(Beginning of MATERIALS PROVIDED)

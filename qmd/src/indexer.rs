//! Indexing: reconcile a directory tree against the store.
//!
//! A run walks the collection's glob matches, content-addresses every
//! file, and applies the minimal document changes: insert new paths,
//! rehash changed ones, fix drifted titles, and soft-delete paths that
//! disappeared. The FTS mirror follows through triggers; orphaned content
//! is swept at the end.

use std::collections::HashSet;
use std::path::Path;

use chrono::{DateTime, Utc};
use walkdir::WalkDir;

use crate::error::Result;
use crate::store::{Store, should_exclude};

/// Counters from one indexing run.
#[derive(Debug, Clone, Default, PartialEq, Eq)]
pub struct IndexResult {
    pub collection: String,
    pub indexed: usize,
    pub updated: usize,
    pub unchanged: usize,
    pub removed: usize,
    pub orphaned_content: usize,
}

/// Per-file progress callback: `(current, total, relative_path)`.
pub type IndexProgress<'a> = &'a mut dyn FnMut(usize, usize, &str);

/// Title for a file: first usable heading, else the file stem.
fn title_for(path: &str, body: &str) -> String {
    Store::extract_title(body).unwrap_or_else(|| {
        Path::new(path)
            .file_stem()
            .map_or_else(|| path.to_string(), |s| s.to_string_lossy().to_string())
    })
}

/// Filesystem mtime as RFC3339, falling back to `now`.
fn mtime_or(path: &Path, now: &str) -> String {
    std::fs::metadata(path)
        .and_then(|m| m.modified())
        .map(|t| DateTime::<Utc>::from(t).to_rfc3339())
        .unwrap_or_else(|_| now.to_string())
}

/// Index all files matching `glob_pattern` under `pwd`.
///
/// Gets or creates the collection keyed by `(pwd, glob_pattern)`. Files
/// are processed in walk order; hidden and excluded directories are
/// skipped.
pub fn index_files(
    store: &Store,
    pwd: &str,
    glob_pattern: &str,
    mut progress: Option<IndexProgress>,
) -> Result<IndexResult> {
    let pwd = std::fs::canonicalize(pwd)?
        .to_string_lossy()
        .to_string();
    let now = Utc::now().to_rfc3339();
    let collection = store.get_or_create_collection(&pwd, glob_pattern, &now)?;
    let matcher = glob::Pattern::new(glob_pattern)?;

    // Collect matching files relative to the collection root.
    let mut files: Vec<(std::path::PathBuf, String)> = Vec::new();
    for entry in WalkDir::new(&pwd)
        .follow_links(true)
        .into_iter()
        .filter_map(std::result::Result::ok)
    {
        let path = entry.path();
        if !path.is_file() {
            continue;
        }
        let rel_path = path.strip_prefix(&pwd).unwrap_or(path);
        if should_exclude(rel_path) {
            continue;
        }
        let rel_str = rel_path.to_string_lossy();
        if matcher.matches(&rel_str) {
            files.push((path.to_path_buf(), rel_str.to_string()));
        }
    }

    let total = files.len();
    let mut result = IndexResult {
        collection: collection.name.clone(),
        ..Default::default()
    };
    let mut seen_paths: HashSet<String> = HashSet::new();

    for (i, (abs_path, rel_path)) in files.iter().enumerate() {
        if let Some(cb) = progress.as_mut() {
            cb(i + 1, total, rel_path);
        }

        let normalized = Store::handelize(rel_path);

        let body = match std::fs::read_to_string(abs_path) {
            Ok(b) => b,
            Err(e) => {
                eprintln!("warning: could not read {rel_path}: {e}");
                continue;
            }
        };
        seen_paths.insert(normalized.clone());

        let hash = Store::hash_content(&body);
        let title = title_for(&normalized, &body);
        // Idempotent, and restores content swept while a document was
        // soft-deleted.
        store.insert_content(&hash, &body, &now)?;

        match store.find_document(collection.id, &normalized)? {
            None => {
                let modified = mtime_or(abs_path, &now);
                store.insert_document(collection.id, &normalized, &title, &hash, &now, &modified)?;
                result.indexed += 1;
            }
            Some((doc_id, existing_hash, existing_title, active)) => {
                if existing_hash == hash {
                    if !active {
                        // The file came back after a soft delete.
                        store.reactivate_document(collection.id, &normalized)?;
                        result.indexed += 1;
                    } else if existing_title != title {
                        store.update_document_title(doc_id, &title, &now)?;
                        result.updated += 1;
                    } else {
                        result.unchanged += 1;
                    }
                } else {
                    store.update_document(doc_id, &title, &hash, &now)?;
                    result.updated += 1;
                }
            }
        }
    }

    // Soft-delete documents whose file disappeared.
    for (doc_id, path) in store.get_active_document_paths(collection.id)? {
        if !seen_paths.contains(&path) {
            store.deactivate_document(doc_id)?;
            result.removed += 1;
        }
    }

    result.orphaned_content = store.cleanup_orphaned_content()?;
    store.touch_collection(collection.id, &now)?;
    Ok(result)
}

#[cfg(test)]
mod tests {
    use super::*;
    use crate::store::test_store;

    fn write(dir: &Path, rel: &str, body: &str) {
        let path = dir.join(rel);
        if let Some(parent) = path.parent() {
            std::fs::create_dir_all(parent).unwrap();
        }
        std::fs::write(path, body).unwrap();
    }

    /// A collection root named "repo" inside a tempdir, so the derived
    /// collection name is stable.
    fn fixture() -> (tempfile::TempDir, std::path::PathBuf) {
        let tmp = tempfile::tempdir().unwrap();
        let root = tmp.path().join("repo");
        std::fs::create_dir(&root).unwrap();
        (tmp, root)
    }

    #[test]
    fn index_then_search() {
        let (store, _db) = test_store();
        let (_tmp, root) = fixture();
        write(&root, "notes.md", "# Title\nthe quick brown fox");

        let result = index_files(&store, root.to_str().unwrap(), "**/*.md", None).unwrap();
        assert_eq!(result.collection, "repo");
        assert_eq!(result.indexed, 1);
        assert_eq!(result.removed, 0);

        let hits = store.search_fts("quick", 10, None).unwrap();
        assert_eq!(hits.len(), 1);
        assert_eq!(hits[0].doc.title, "Title");
        assert!(hits[0].score > 0.0);
    }

    #[test]
    fn reindex_is_idempotent() {
        let (store, _db) = test_store();
        let (_tmp, root) = fixture();
        write(&root, "a.md", "# A\nalpha");
        write(&root, "sub/b.md", "# B\nbeta");

        let pwd = root.to_str().unwrap().to_string();
        let first = index_files(&store, &pwd, "**/*.md", None).unwrap();
        assert_eq!(first.indexed, 2);

        let second = index_files(&store, &pwd, "**/*.md", None).unwrap();
        assert_eq!(second.indexed, 0);
        assert_eq!(second.updated, 0);
        assert_eq!(second.unchanged, 2);
        assert_eq!(second.removed, 0);
    }

    #[test]
    fn changed_content_updates_document() {
        let (store, _db) = test_store();
        let (_tmp, root) = fixture();
        write(&root, "doc.md", "# Old\nold body");
        let pwd = root.to_str().unwrap().to_string();
        index_files(&store, &pwd, "**/*.md", None).unwrap();

        write(&root, "doc.md", "# New\nnew body");
        let result = index_files(&store, &pwd, "**/*.md", None).unwrap();
        assert_eq!(result.updated, 1);
        assert_eq!(result.indexed, 0);

        assert!(store.search_fts("old", 10, None).unwrap().is_empty());
        assert_eq!(store.search_fts("new", 10, None).unwrap().len(), 1);
        // The old body is orphaned and swept in the same run.
        assert_eq!(result.orphaned_content, 1);
    }

    #[test]
    fn removed_file_deactivates_and_sweeps() {
        let (store, _db) = test_store();
        let (_tmp, root) = fixture();
        write(&root, "x.md", "# X\nbody of x");
        let pwd = root.to_str().unwrap().to_string();
        index_files(&store, &pwd, "**/*.md", None).unwrap();

        std::fs::remove_file(root.join("x.md")).unwrap();
        let result = index_files(&store, &pwd, "**/*.md", None).unwrap();
        assert_eq!(result.removed, 1);
        assert_eq!(result.orphaned_content, 1);
        assert!(store.get_document("repo", "x.md").unwrap().is_none());
    }

    #[test]
    fn returning_file_reactivates() {
        let (store, _db) = test_store();
        let (_tmp, root) = fixture();
        write(&root, "x.md", "# X\ncomeback body");
        let pwd = root.to_str().unwrap().to_string();
        index_files(&store, &pwd, "**/*.md", None).unwrap();

        std::fs::remove_file(root.join("x.md")).unwrap();
        index_files(&store, &pwd, "**/*.md", None).unwrap();

        write(&root, "x.md", "# X\ncomeback body");
        let result = index_files(&store, &pwd, "**/*.md", None).unwrap();
        assert_eq!(result.indexed, 1);
        assert_eq!(store.search_fts("comeback", 10, None).unwrap().len(), 1);
    }

    #[test]
    fn excluded_and_hidden_paths_are_skipped() {
        let (store, _db) = test_store();
        let (_tmp, root) = fixture();
        write(&root, "keep.md", "# Keep\nvisible");
        write(&root, "node_modules/pkg/readme.md", "# Skip\nignored");
        write(&root, ".obsidian/config.md", "# Skip\nignored");

        let result = index_files(&store, root.to_str().unwrap(), "**/*.md", None).unwrap();
        assert_eq!(result.indexed, 1);
    }

    #[test]
    fn title_changes_count_as_updates() {
        let (store, _db) = test_store();
        let (_tmp, root) = fixture();
        // No heading: title falls back to the stem.
        write(&root, "plain.md", "just text, no heading");
        let pwd = root.to_str().unwrap().to_string();
        index_files(&store, &pwd, "**/*.md", None).unwrap();

        let doc = store.get_document("repo", "plain.md").unwrap().unwrap();
        assert_eq!(doc.title, "plain");
    }

    #[test]
    fn progress_callback_sees_every_file() {
        let (store, _db) = test_store();
        let (_tmp, root) = fixture();
        write(&root, "a.md", "# A\n");
        write(&root, "b.md", "# B\n");

        let mut calls = Vec::new();
        let mut cb = |current: usize, total: usize, path: &str| {
            calls.push((current, total, path.to_string()));
        };
        index_files(&store, root.to_str().unwrap(), "**/*.md", Some(&mut cb)).unwrap();

        assert_eq!(calls.len(), 2);
        assert_eq!(calls[0].1, 2);
        assert_eq!(calls[1].0, 2);
    }
}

(End of MATERIALS PROVIDED)

### TASK BRIEF
If a line in the data above holds the word "matches", count it; give only the total.

### YOUR RESPONSE
2